Introduction

For a pure substance at constant pressure, the correct variation of Gibbs free energy G with temperature T is shown in option (C), where the slopes follow
(∂G/∂T)_P = −S and increase in magnitude from solid to liquid to gas, so that all three straight lines decrease with T and intersect at the melting and boiling points.

Concept: Gibbs Free Energy vs Temperature

For a single phase at constant pressure, the temperature derivative of molar Gibbs free energy is
(∂G/∂T)_P = −S, where S is the molar entropy.

Because entropy is always positive, the slope of G vs T is negative, so G decreases linearly with increasing T for each phase over small temperature ranges.

Typical entropies follow S_solid < S_liquid < S_gas, so the magnitude of the negative slope is smallest for the solid and largest for the gas.

At the melting point and boiling point, the lines for the two phases that coexist intersect (equal G), giving kinks in the overall G(T) curve.

Why Option (C) Is Correct

• All three lines (solid, liquid, gas) have negative slopes, so G decreases with T for every phase, consistent with (∂G/∂T)_P = −S < 0.
• The slopes obey |slope_solid| < |slope_liquid| < |slope_gas|, matching S_solid < S_liquid < S_gas.
• The solid and liquid lines intersect at the melting point, and the liquid and gas lines intersect at the boiling point, which is exactly how the standard G–T diagram for a pure substance looks.

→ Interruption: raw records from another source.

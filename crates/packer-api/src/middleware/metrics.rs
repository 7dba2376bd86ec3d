//! # Prometheus Metrics
//!
//! HTTP-level metrics (request counts, latency, errors) are recorded in
//! middleware. The pack size gauge is refreshed on each `/metrics` scrape.

use std::sync::Arc;
use std::time::Instant;

use axum::extract::Request;
use axum::middleware::Next;
use axum::response::Response;
use prometheus::{
    core::Collector, Encoder, Gauge, HistogramOpts, HistogramVec, IntCounterVec, Opts, Registry,
    TextEncoder,
};

/// Shared metrics state backed by a Prometheus registry.
#[derive(Clone)]
pub struct ApiMetrics {
    inner: Arc<Inner>,
}

struct Inner {
    registry: Registry,
    http_requests_total: IntCounterVec,
    http_request_duration_seconds: HistogramVec,
    http_errors_total: IntCounterVec,
    pack_sizes: Gauge,
}

impl std::fmt::Debug for ApiMetrics {
    fn fmt(&self, f: &mut std::fmt::Formatter<'_>) -> std::fmt::Result {
        f.debug_struct("ApiMetrics")
            .field("requests", &self.requests())
            .field("errors", &self.errors())
            .finish()
    }
}

impl ApiMetrics {
    /// Create a new metrics instance with a fresh Prometheus registry.
    pub fn new() -> Self {
        let registry = Registry::new();

        let http_requests_total = IntCounterVec::new(
            Opts::new("packer_http_requests_total", "Total HTTP requests"),
            &["method", "path", "status"],
        )
        .expect("metric can be created");

        let http_request_duration_seconds = HistogramVec::new(
            HistogramOpts::new(
                "packer_http_request_duration_seconds",
                "HTTP request duration in seconds",
            )
            .buckets(vec![
                0.001, 0.005, 0.01, 0.025, 0.05, 0.1, 0.25, 0.5, 1.0, 2.5, 5.0,
            ]),
            &["method", "path"],
        )
        .expect("metric can be created");

        let http_errors_total = IntCounterVec::new(
            Opts::new("packer_http_errors_total", "Total HTTP errors (4xx and 5xx)"),
            &["method", "path", "status"],
        )
        .expect("metric can be created");

        let pack_sizes = Gauge::new("packer_pack_sizes", "Registered pack sizes")
            .expect("metric can be created");

        registry
            .register(Box::new(http_requests_total.clone()))
            .expect("metric can be registered");
        registry
            .register(Box::new(http_request_duration_seconds.clone()))
            .expect("metric can be registered");
        registry
            .register(Box::new(http_errors_total.clone()))
            .expect("metric can be registered");
        registry
            .register(Box::new(pack_sizes.clone()))
            .expect("metric can be registered");

        Self {
            inner: Arc::new(Inner {
                registry,
                http_requests_total,
                http_request_duration_seconds,
                http_errors_total,
                pack_sizes,
            }),
        }
    }

    /// Total request count across all labels.
    pub fn requests(&self) -> u64 {
        sum_counter(&self.inner.http_requests_total)
    }

    /// Total error count across all labels.
    pub fn errors(&self) -> u64 {
        sum_counter(&self.inner.http_errors_total)
    }

    /// Gauge holding the number of registered pack sizes.
    pub fn pack_sizes(&self) -> &Gauge {
        &self.inner.pack_sizes
    }

    fn record_request(&self, method: &str, path: &str, status: u16, duration_secs: f64) {
        let status_str = status.to_string();
        self.inner
            .http_requests_total
            .with_label_values(&[method, path, &status_str])
            .inc();

        self.inner
            .http_request_duration_seconds
            .with_label_values(&[method, path])
            .observe(duration_secs);

        if status >= 400 {
            self.inner
                .http_errors_total
                .with_label_values(&[method, path, &status_str])
                .inc();
        }
    }

    /// Gather all metrics and encode to Prometheus text format.
    pub fn gather_and_encode(&self) -> Result<String, String> {
        let encoder = TextEncoder::new();
        let metric_families = self.inner.registry.gather();
        let mut buffer = Vec::new();
        encoder
            .encode(&metric_families, &mut buffer)
            .map_err(|e| format!("failed to encode metrics: {e}"))?;
        String::from_utf8(buffer).map_err(|e| format!("metrics encoding produced invalid UTF-8: {e}"))
    }
}

impl Default for ApiMetrics {
    fn default() -> Self {
        Self::new()
    }
}

fn sum_counter(counter: &IntCounterVec) -> u64 {
    counter
        .collect()
        .iter()
        .flat_map(|mf| mf.get_metric())
        .map(|m| m.get_counter().get_value() as u64)
        .sum()
}

/// Replace numeric path segments with `{n}` to bound label cardinality.
fn normalize_path(path: &str) -> String {
    path.split('/')
        .map(|segment| {
            let digits = segment.strip_prefix(['-', '+']).unwrap_or(segment);
            if !digits.is_empty() && digits.chars().all(|c| c.is_ascii_digit()) {
                "{n}"
            } else {
                segment
            }
        })
        .collect::<Vec<_>>()
        .join("/")
}

/// Middleware that records HTTP request metrics via Prometheus.
pub async fn metrics_middleware(request: Request, next: Next) -> Response {
    let metrics = request.extensions().get::<ApiMetrics>().cloned();
    let method = request.method().to_string();
    let path = normalize_path(request.uri().path());
    let start = Instant::now();

    let response = next.run(request).await;

    if let Some(m) = metrics {
        let duration = start.elapsed().as_secs_f64();
        m.record_request(&method, &path, response.status().as_u16(), duration);
    }

    response
}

Therefore, option (C) is the only option consistent with fundamental thermodynamic relations for Gibbs free energy versus temperature at constant pressure.

Why Options (A), (B) and (D) Are Wrong

Option (A)

• The gas line has a positive slope, implying (∂G/∂T)_P > 0 and thus negative entropy for the gas, which is impossible for a real phase.
• The relative slopes do not follow the entropy order; the gas should have the most negative slope, not a positive one.

Hence option (A) violates the basic relation between Gibbs free energy, entropy and temperature.

Option (B)

• Both solid and liquid lines appear with positive slopes, again implying negative entropy for these phases, which contradicts the requirement that entropy is positive.
• Because all slopes are positive, G increases with T for every phase, directly contradicting the observed behavior of G–T plots and the equation (∂G/∂T)_P = −S.

Thus option (B) is thermodynamically inconsistent.

Option (D)

• The solid line has a positive slope, which would mean negative entropy for the solid phase, contradicting thermodynamics.
• The gas line has the smallest magnitude of slope instead of the largest, so the entropy ordering S_solid < S_liquid < S_gas is not respected.

Therefore option (D) also fails to represent the correct Gibbs free energy vs temperature behavior.

Short Exam‑Style Summary

• Use (∂G/∂T)_P = −S; slopes are negative and proportional to −S.
• Entropy order gives slope magnitudes: solid (least negative), liquid, gas (most negative).
• Lines for coexisting phases intersect at phase transition temperatures, giving kinks in the composite G(T) curve.
• Only graph (C) satisfies all these conditions, so the correct answer is (C).